[[ Exercise data open ]]

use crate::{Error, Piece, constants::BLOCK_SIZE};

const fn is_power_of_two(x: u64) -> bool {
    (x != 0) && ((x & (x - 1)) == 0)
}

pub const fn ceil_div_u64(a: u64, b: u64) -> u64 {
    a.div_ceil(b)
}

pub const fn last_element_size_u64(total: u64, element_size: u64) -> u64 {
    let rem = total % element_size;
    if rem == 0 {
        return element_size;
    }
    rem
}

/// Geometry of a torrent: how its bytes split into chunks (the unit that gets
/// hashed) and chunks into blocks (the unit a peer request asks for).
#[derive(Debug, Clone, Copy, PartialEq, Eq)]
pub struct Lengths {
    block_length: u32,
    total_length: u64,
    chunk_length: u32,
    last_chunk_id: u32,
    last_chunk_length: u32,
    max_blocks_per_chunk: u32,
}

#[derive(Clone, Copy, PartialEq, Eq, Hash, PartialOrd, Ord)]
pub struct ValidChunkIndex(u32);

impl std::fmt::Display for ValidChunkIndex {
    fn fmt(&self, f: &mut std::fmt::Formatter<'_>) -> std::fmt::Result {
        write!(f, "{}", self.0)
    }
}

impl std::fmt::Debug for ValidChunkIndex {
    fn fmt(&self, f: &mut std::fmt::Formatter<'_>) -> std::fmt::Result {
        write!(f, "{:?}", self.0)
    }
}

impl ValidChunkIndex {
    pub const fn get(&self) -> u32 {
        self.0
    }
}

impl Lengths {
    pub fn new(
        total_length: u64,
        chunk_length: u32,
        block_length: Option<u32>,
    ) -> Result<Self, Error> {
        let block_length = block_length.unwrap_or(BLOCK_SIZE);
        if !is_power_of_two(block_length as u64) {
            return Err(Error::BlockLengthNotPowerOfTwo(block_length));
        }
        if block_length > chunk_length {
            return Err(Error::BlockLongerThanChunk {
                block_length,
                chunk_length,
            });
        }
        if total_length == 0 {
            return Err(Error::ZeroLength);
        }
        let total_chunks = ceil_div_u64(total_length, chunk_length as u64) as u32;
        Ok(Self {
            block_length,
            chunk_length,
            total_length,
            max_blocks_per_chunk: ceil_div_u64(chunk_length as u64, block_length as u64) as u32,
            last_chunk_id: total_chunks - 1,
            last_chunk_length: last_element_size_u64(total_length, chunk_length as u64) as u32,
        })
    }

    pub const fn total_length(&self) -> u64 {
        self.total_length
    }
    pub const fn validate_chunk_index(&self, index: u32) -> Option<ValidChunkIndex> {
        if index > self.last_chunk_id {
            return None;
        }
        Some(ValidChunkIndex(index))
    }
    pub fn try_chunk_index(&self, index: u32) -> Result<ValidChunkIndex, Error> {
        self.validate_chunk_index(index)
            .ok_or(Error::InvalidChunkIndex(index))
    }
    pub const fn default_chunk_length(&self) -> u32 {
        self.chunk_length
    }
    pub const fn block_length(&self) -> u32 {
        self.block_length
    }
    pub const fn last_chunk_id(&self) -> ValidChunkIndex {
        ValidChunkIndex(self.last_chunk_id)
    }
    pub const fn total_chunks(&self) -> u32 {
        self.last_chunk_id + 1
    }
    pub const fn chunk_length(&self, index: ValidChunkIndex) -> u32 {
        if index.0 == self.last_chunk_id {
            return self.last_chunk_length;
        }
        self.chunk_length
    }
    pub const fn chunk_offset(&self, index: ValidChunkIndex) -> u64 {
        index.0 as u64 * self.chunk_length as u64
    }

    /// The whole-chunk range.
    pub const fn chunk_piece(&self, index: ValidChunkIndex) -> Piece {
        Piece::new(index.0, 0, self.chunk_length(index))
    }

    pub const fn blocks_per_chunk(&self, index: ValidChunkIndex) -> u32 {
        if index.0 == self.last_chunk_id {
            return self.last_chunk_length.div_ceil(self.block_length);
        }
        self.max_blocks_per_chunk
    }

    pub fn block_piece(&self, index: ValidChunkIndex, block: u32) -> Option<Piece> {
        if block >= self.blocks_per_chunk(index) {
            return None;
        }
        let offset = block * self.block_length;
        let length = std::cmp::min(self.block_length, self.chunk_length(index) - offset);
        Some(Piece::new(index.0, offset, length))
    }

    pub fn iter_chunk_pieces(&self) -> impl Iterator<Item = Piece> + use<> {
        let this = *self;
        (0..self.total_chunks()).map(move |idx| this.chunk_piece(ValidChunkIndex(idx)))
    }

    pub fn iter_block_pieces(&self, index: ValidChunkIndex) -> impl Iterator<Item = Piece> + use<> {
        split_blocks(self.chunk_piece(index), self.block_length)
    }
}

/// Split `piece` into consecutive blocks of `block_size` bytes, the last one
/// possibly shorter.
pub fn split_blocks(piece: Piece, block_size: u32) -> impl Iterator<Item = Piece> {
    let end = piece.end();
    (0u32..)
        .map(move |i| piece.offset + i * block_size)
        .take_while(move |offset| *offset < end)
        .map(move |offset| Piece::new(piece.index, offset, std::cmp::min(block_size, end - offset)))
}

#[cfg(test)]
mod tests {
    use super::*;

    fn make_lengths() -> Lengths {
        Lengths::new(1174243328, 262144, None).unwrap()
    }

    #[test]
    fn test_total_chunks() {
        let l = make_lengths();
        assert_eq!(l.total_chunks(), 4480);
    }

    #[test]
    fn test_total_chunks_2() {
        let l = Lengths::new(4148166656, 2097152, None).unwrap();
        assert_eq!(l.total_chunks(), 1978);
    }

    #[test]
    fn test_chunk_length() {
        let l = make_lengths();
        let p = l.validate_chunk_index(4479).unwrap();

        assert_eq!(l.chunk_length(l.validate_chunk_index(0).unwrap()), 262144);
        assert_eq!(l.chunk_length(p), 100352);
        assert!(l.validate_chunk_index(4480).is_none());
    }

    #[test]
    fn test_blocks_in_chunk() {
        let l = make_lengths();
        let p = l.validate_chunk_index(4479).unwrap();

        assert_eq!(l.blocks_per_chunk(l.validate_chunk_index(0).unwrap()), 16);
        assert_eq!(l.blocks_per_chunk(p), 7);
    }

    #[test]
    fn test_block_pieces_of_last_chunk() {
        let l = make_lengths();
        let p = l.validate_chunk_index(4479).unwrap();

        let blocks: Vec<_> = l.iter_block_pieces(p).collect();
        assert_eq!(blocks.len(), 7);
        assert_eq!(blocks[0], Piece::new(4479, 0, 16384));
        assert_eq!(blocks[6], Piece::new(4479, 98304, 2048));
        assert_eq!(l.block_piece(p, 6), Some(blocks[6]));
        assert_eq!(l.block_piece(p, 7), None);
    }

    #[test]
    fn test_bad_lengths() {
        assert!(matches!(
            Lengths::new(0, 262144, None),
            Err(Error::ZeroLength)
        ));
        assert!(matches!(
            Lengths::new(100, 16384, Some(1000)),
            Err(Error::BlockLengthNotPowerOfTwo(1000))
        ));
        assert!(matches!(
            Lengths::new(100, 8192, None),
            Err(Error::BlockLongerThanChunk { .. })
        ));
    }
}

[[ Exercise data closed ]]
[[ Exercise data open ]]

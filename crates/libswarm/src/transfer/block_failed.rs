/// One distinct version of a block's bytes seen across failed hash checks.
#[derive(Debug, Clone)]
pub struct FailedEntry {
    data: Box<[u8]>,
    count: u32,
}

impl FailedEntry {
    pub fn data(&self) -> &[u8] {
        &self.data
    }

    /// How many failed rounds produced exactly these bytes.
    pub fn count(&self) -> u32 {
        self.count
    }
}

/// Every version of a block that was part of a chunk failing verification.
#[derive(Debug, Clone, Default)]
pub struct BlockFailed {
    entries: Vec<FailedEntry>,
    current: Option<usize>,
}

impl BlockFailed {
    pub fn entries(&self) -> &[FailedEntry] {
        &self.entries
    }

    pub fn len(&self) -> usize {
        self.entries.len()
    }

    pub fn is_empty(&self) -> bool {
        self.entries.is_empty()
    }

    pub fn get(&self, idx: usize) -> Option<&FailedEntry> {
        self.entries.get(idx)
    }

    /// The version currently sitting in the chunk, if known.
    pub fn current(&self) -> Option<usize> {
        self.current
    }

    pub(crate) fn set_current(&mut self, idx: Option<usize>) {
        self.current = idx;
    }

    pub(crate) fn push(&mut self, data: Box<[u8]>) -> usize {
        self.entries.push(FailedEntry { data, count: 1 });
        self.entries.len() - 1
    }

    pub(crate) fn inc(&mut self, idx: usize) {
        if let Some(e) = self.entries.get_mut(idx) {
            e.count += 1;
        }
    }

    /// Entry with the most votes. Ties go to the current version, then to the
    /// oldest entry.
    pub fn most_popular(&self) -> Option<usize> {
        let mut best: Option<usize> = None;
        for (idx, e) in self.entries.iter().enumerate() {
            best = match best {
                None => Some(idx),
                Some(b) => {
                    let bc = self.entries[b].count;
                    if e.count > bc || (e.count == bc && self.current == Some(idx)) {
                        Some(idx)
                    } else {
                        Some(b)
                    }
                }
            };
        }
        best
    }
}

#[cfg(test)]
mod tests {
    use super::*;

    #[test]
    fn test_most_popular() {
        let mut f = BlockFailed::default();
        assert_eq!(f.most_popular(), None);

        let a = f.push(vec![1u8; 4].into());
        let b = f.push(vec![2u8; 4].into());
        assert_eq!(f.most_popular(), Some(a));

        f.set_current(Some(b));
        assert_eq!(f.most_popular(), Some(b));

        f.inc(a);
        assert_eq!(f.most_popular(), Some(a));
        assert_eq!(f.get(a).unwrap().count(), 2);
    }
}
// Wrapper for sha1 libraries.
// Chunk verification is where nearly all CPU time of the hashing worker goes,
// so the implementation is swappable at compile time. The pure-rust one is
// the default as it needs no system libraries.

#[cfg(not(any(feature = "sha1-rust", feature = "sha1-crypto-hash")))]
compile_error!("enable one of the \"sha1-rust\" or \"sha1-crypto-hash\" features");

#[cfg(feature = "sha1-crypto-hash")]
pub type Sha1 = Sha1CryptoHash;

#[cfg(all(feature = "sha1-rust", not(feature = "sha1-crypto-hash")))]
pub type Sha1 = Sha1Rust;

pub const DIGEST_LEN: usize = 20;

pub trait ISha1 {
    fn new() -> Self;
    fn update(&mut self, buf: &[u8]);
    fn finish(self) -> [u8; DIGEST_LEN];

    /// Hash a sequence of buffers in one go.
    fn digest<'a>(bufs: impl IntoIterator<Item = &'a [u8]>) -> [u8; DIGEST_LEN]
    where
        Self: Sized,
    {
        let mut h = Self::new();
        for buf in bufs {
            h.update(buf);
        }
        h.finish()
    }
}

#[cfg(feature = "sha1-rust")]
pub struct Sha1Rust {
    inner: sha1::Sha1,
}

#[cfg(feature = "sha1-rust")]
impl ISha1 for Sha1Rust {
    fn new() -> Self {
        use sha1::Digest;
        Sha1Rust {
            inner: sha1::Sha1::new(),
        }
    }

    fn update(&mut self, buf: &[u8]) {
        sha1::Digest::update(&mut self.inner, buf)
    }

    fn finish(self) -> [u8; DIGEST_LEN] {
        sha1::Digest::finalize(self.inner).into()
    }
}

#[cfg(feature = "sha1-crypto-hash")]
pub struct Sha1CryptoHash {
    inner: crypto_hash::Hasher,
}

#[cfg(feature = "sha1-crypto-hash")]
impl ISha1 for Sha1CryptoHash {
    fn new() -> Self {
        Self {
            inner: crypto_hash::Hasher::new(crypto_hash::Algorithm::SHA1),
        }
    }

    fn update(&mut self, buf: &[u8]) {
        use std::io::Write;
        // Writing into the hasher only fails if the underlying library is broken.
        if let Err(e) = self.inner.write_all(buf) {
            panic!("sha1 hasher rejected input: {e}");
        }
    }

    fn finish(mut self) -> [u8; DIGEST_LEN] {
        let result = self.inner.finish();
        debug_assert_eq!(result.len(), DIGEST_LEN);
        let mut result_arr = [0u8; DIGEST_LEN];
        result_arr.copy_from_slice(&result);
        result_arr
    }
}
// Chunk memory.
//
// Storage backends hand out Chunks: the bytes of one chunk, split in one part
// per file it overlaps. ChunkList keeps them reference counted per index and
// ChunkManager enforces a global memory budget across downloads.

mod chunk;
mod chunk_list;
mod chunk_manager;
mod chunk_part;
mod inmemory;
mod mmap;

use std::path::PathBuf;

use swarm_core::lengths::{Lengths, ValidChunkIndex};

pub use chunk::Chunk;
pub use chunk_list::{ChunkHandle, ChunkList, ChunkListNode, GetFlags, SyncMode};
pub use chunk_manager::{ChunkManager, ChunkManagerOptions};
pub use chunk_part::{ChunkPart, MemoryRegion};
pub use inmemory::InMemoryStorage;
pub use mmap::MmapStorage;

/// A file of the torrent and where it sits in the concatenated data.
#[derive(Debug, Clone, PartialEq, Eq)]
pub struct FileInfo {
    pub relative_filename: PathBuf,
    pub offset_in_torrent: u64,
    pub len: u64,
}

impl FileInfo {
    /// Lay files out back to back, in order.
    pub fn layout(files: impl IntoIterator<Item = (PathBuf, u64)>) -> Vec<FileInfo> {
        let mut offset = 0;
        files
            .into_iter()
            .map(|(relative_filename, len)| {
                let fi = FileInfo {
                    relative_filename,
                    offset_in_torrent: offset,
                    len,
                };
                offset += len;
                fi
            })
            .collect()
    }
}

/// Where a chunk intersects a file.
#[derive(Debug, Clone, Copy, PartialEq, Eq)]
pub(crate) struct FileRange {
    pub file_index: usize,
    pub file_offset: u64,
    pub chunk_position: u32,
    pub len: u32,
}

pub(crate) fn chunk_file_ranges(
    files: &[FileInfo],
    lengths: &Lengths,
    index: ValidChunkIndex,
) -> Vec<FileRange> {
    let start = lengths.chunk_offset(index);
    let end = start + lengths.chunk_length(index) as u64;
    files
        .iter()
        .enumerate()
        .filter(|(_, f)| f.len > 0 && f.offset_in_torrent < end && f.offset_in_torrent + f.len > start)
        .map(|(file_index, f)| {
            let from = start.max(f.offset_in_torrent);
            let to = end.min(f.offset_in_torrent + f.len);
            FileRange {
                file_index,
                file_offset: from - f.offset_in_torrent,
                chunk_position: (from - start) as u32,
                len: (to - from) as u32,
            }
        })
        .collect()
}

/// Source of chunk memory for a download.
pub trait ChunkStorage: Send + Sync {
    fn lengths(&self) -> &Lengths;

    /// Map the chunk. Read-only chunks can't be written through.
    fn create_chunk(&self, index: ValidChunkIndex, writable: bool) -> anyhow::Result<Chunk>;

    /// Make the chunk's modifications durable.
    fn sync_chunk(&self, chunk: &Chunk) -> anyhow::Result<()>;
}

[[ Exercise data closed ]]
[[ Exercise data open ]]

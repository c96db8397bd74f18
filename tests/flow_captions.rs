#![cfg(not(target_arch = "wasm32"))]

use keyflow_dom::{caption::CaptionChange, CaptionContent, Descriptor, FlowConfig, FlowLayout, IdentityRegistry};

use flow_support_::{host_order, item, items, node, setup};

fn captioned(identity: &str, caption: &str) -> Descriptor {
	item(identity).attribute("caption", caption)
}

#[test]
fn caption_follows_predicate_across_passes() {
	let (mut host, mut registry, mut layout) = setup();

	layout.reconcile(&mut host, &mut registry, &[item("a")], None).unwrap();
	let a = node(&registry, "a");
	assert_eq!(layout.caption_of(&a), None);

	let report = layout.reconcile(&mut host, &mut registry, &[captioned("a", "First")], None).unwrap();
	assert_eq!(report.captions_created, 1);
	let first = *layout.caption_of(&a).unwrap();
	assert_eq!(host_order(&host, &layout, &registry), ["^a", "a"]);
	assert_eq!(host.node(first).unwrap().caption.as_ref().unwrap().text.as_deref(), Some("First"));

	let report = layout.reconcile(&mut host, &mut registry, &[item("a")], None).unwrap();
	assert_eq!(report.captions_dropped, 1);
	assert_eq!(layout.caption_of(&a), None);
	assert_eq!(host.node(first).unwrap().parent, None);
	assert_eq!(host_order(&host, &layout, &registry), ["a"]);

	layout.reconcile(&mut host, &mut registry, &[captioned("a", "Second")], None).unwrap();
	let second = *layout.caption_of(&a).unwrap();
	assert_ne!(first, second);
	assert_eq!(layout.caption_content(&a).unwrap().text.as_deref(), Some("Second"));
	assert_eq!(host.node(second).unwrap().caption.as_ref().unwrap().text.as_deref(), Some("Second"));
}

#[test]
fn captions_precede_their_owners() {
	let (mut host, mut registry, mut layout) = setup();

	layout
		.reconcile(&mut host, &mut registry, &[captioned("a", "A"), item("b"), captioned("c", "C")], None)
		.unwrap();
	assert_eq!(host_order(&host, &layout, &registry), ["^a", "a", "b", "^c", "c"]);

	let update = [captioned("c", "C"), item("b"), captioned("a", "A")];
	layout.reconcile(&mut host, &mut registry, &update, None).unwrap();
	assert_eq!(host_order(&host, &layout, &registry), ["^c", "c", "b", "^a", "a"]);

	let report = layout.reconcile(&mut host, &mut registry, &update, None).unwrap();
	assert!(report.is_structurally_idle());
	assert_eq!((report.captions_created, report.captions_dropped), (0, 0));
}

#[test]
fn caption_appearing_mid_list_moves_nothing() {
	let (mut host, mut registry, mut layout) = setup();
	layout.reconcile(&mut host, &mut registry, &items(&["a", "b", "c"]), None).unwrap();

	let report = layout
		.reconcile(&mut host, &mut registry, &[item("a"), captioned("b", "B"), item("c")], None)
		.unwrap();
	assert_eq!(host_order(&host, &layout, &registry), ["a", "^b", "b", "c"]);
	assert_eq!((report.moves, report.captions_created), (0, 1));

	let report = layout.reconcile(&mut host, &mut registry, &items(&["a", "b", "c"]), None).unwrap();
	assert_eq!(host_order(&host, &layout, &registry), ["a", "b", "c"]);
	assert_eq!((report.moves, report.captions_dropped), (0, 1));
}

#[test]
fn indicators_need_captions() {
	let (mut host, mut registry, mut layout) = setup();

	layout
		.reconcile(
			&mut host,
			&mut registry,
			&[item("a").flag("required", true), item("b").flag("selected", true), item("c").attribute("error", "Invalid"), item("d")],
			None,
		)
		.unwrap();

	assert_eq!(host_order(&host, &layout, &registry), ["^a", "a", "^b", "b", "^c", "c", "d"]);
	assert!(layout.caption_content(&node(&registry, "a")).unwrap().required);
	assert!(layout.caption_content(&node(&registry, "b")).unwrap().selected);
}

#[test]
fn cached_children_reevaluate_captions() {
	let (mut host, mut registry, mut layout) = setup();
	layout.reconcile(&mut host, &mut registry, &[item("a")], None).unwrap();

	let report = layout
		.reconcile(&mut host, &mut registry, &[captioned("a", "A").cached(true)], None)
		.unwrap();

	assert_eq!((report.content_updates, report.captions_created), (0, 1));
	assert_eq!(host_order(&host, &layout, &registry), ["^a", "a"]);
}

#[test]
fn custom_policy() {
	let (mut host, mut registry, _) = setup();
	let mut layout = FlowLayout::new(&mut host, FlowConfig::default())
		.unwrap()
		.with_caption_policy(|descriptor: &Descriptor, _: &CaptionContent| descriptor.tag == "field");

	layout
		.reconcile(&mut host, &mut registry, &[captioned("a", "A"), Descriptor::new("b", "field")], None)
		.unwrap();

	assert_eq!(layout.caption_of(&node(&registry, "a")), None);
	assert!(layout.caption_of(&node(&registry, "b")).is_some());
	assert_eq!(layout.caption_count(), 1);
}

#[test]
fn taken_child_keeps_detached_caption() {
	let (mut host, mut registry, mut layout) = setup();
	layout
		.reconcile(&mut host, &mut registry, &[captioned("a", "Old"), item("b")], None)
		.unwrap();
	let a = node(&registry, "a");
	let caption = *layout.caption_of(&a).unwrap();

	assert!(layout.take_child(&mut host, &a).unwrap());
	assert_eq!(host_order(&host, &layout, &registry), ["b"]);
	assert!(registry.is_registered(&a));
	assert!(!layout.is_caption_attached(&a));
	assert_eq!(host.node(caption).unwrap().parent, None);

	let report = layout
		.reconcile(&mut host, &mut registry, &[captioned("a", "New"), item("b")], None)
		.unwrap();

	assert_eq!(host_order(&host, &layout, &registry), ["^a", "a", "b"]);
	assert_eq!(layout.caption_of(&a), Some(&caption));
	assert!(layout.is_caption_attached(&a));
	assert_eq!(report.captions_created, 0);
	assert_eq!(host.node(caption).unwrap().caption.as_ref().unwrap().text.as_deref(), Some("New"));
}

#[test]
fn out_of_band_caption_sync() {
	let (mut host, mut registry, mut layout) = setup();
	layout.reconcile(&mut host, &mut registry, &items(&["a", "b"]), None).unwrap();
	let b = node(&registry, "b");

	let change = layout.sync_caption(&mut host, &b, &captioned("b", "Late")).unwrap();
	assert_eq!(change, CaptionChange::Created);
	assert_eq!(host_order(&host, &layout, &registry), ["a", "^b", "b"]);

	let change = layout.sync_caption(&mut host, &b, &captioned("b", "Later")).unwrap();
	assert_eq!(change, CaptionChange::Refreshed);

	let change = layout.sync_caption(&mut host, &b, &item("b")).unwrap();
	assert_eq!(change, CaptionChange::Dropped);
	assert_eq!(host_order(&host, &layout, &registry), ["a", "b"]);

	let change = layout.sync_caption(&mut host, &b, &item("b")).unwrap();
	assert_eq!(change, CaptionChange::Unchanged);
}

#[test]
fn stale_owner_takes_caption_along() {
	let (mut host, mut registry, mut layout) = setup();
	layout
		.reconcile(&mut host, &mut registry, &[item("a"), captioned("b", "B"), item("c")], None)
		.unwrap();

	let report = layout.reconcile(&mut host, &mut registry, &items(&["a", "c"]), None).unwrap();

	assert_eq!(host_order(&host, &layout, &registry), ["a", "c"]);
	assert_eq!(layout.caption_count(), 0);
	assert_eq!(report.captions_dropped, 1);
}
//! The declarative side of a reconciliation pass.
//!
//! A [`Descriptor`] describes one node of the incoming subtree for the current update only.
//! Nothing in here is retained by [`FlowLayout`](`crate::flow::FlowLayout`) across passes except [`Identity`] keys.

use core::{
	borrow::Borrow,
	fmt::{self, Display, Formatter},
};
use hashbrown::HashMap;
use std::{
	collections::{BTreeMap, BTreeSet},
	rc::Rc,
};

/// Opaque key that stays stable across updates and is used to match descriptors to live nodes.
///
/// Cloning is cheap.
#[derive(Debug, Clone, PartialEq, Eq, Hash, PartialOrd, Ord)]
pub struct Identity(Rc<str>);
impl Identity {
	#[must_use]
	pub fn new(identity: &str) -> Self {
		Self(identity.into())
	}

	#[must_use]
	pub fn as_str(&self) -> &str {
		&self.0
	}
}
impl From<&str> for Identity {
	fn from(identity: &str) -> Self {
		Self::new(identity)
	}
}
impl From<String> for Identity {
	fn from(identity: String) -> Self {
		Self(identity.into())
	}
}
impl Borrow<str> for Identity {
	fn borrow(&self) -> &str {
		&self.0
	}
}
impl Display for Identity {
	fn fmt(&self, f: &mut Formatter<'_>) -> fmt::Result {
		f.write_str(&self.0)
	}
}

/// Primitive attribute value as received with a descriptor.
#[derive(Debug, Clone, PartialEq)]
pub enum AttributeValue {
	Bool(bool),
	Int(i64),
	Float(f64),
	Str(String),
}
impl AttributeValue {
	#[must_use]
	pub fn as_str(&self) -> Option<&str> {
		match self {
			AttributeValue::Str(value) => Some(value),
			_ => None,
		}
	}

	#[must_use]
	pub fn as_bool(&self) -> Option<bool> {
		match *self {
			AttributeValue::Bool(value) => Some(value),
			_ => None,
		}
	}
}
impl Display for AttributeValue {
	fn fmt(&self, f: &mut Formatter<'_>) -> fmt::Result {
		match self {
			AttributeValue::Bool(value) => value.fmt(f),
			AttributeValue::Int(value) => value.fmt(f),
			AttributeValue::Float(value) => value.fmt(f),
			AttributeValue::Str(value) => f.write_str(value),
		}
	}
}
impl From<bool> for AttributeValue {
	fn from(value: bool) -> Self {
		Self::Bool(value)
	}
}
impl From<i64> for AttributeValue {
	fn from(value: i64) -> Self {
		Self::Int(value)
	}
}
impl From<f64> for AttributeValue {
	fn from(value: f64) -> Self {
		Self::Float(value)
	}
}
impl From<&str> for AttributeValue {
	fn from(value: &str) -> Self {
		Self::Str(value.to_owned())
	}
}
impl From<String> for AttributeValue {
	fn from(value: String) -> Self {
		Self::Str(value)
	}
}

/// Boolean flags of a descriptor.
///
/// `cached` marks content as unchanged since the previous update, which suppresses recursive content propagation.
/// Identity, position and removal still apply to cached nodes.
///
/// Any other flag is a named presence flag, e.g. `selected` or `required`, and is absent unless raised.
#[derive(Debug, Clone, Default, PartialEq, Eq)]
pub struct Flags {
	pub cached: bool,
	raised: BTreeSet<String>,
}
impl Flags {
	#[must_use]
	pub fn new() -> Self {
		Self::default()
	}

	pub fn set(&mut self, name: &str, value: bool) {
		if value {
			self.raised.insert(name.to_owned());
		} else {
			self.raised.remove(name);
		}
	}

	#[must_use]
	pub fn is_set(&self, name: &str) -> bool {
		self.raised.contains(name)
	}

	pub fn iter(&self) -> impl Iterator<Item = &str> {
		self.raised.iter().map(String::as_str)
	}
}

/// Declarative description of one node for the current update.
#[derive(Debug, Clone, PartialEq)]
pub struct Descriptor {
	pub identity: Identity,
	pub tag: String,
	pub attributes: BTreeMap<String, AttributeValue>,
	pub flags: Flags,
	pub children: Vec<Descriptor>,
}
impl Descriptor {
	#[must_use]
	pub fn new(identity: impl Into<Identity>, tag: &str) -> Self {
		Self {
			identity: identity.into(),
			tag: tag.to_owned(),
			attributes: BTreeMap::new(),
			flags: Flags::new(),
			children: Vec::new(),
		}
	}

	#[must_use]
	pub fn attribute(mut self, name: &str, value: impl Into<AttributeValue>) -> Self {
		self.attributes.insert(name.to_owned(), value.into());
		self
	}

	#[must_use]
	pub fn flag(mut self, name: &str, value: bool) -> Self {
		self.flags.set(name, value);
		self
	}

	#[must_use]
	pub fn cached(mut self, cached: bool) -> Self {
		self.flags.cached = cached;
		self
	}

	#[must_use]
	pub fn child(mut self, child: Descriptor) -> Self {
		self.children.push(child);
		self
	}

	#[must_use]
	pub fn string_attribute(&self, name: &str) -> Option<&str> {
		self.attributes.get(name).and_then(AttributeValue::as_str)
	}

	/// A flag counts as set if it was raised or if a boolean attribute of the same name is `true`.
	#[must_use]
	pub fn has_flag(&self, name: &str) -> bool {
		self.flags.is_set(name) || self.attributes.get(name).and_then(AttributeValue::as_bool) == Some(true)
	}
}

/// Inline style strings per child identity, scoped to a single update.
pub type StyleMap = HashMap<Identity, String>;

[[ Exercise data closed ]]

**Brief:** From the entries above, copy every line that holds the word "HashMap".

**Task result:**
use hashbrown::HashMap;
pub type StyleMap = HashMap<Identity, String>;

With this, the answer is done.